WORK REQUEST: Your answer should be the lines below from the one with "return Ok(estimate);" to the one with "filename crates/pupilometer-locate/src/segment.rs", both included, given again exactly and with nothing added.

DATASET:

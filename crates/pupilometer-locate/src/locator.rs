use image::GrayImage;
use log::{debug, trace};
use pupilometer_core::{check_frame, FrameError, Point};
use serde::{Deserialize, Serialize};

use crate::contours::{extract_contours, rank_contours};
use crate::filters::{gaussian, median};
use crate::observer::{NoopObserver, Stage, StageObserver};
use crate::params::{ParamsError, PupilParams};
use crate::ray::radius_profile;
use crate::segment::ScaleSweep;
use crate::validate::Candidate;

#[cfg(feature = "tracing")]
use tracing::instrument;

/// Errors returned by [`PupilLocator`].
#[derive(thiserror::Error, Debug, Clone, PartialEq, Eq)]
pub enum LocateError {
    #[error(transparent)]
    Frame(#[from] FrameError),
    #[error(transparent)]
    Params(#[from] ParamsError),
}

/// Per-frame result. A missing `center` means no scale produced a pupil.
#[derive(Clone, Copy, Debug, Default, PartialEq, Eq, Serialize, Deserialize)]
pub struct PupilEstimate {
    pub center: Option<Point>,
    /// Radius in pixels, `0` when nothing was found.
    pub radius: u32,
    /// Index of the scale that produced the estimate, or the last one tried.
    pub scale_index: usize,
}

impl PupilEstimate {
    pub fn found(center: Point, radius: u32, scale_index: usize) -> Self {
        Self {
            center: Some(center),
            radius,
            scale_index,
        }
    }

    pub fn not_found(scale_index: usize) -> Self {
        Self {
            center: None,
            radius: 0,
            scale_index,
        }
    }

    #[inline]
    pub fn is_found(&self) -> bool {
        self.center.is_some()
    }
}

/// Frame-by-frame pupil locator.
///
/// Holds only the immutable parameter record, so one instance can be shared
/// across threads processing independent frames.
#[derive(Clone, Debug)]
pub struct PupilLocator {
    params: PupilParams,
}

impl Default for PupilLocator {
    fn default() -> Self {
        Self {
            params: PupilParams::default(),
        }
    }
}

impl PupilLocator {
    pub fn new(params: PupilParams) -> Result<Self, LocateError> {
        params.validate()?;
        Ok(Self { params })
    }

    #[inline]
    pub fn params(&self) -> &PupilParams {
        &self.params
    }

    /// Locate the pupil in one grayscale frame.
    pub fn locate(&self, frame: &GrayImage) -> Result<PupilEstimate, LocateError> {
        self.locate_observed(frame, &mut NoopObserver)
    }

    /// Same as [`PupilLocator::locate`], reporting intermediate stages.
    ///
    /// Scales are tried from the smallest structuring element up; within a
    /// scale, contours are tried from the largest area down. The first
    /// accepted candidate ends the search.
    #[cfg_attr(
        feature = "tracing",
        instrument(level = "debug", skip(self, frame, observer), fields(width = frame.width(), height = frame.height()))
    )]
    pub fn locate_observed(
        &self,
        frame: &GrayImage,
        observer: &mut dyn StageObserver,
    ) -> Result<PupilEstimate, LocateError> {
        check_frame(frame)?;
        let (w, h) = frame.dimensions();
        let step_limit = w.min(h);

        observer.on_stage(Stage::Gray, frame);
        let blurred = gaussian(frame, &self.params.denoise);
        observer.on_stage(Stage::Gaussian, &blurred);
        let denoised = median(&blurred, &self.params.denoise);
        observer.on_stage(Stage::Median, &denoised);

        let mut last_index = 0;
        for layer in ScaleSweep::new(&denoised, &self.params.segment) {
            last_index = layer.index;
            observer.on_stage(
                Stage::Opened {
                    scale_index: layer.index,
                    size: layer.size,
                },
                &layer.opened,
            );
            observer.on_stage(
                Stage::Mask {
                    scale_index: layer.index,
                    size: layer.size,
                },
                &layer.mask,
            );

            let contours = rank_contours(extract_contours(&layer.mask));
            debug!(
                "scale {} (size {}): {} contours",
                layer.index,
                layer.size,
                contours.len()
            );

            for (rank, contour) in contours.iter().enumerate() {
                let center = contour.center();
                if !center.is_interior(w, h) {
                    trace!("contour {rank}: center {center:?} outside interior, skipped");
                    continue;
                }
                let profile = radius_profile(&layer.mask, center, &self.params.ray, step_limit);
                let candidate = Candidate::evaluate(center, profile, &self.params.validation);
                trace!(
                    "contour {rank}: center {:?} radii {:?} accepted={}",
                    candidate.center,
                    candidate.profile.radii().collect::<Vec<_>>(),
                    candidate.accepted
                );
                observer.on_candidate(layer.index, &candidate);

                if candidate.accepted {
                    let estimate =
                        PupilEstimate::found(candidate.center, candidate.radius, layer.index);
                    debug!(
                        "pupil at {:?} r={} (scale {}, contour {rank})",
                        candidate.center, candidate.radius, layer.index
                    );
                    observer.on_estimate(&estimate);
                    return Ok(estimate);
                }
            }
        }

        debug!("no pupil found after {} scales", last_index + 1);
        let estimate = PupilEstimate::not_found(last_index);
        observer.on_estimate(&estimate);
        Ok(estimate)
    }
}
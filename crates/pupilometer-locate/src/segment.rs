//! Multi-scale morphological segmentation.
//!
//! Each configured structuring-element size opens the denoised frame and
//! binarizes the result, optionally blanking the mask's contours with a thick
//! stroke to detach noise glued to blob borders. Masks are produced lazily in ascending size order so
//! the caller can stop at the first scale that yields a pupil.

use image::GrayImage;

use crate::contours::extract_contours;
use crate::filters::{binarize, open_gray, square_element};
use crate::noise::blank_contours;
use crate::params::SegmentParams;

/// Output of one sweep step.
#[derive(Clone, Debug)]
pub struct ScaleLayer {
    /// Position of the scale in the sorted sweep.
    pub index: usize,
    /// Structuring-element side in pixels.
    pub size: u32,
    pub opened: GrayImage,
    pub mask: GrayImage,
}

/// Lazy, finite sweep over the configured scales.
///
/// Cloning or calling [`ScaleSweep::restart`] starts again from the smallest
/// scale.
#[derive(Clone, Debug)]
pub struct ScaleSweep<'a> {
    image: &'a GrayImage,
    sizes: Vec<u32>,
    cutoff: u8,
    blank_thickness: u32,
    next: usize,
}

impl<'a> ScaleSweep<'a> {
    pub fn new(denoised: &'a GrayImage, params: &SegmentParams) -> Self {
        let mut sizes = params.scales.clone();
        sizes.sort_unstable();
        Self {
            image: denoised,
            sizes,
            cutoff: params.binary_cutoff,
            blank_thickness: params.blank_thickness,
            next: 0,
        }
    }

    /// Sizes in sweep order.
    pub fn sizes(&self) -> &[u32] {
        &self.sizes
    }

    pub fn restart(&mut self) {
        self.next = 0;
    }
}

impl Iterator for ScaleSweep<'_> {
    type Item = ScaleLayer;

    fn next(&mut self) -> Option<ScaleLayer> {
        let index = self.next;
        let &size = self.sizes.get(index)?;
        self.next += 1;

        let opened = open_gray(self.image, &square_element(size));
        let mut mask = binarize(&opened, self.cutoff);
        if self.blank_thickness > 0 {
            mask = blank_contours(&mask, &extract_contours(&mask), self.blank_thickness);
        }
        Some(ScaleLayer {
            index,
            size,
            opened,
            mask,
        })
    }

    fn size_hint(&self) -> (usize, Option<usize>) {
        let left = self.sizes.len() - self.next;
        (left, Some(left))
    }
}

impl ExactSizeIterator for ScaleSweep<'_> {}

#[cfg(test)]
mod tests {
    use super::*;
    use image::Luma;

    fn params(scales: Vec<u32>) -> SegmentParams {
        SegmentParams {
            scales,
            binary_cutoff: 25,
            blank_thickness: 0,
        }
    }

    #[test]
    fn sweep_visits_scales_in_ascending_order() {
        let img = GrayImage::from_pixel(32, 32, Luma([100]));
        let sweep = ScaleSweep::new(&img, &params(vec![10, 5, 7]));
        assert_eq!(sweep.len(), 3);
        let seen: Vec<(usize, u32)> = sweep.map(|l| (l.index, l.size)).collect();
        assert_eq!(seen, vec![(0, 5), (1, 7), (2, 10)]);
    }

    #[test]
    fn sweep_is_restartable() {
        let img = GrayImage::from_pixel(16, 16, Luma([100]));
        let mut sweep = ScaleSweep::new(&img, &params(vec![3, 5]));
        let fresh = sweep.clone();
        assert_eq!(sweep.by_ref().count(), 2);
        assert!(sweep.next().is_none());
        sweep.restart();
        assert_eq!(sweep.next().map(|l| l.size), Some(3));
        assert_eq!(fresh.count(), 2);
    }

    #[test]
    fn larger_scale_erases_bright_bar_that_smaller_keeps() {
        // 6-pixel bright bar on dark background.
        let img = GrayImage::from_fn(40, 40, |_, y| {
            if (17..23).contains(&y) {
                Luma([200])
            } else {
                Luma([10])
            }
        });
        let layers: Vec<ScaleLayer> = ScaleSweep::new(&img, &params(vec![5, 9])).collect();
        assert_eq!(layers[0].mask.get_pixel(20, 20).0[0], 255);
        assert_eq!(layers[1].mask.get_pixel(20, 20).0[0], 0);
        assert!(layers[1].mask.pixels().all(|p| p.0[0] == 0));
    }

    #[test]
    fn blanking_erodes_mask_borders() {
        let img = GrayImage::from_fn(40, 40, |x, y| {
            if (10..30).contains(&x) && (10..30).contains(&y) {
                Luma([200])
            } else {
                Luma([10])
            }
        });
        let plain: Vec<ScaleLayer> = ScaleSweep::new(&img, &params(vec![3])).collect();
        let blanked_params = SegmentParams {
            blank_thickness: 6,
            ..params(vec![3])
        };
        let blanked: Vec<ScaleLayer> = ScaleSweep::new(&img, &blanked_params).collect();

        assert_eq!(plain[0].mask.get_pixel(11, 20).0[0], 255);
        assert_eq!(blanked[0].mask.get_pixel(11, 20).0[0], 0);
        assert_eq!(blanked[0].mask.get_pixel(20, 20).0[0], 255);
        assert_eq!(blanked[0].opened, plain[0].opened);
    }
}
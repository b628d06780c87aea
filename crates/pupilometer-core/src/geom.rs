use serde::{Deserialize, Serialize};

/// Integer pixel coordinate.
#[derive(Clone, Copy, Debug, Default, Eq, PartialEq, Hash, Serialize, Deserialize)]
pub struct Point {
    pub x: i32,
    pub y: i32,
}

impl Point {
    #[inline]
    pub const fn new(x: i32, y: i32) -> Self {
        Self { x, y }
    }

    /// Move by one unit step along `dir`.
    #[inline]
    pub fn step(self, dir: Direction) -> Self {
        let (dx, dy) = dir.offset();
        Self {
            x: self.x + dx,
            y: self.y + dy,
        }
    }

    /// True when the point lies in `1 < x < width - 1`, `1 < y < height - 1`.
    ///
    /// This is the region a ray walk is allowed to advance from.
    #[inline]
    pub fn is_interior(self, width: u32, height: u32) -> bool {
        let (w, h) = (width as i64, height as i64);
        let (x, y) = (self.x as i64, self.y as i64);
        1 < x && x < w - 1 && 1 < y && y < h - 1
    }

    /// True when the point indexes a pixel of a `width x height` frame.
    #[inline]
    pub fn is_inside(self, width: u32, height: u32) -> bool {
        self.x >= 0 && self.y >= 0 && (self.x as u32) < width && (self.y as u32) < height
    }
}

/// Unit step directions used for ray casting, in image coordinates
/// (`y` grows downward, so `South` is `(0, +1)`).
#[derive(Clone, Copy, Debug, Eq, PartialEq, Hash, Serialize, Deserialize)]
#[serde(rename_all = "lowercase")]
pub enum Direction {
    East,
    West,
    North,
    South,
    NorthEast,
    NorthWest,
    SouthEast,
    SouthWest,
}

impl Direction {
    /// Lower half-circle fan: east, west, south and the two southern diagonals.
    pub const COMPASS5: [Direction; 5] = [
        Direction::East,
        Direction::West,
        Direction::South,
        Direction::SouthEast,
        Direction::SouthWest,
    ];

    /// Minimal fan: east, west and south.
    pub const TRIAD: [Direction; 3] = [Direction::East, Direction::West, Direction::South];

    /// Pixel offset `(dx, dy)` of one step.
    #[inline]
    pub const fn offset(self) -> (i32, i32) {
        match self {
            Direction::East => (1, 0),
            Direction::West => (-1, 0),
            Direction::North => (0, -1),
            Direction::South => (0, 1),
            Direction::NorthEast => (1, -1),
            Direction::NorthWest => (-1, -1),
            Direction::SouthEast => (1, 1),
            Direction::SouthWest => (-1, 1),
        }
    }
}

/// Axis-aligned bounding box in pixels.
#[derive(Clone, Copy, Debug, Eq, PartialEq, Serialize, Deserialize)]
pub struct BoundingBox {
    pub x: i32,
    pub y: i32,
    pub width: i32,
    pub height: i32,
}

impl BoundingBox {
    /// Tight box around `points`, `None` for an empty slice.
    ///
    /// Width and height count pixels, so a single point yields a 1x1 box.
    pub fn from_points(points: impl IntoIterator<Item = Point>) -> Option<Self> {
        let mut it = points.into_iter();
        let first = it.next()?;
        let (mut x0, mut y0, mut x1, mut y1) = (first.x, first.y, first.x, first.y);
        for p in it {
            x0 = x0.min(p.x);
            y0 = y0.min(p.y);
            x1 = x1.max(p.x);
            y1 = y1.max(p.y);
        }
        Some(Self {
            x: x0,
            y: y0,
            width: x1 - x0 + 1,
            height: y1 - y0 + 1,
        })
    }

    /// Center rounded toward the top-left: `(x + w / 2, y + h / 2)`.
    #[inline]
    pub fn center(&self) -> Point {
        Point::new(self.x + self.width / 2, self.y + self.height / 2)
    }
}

TASK SOLUTION:
                    return Ok(estimate);
                }
            }
        }

        debug!("no pupil found after {} scales", last_index + 1);
        let estimate = PupilEstimate::not_found(last_index);
        observer.on_estimate(&estimate);
        Ok(estimate)
    }
}
filename crates/pupilometer-locate/src/segment.rs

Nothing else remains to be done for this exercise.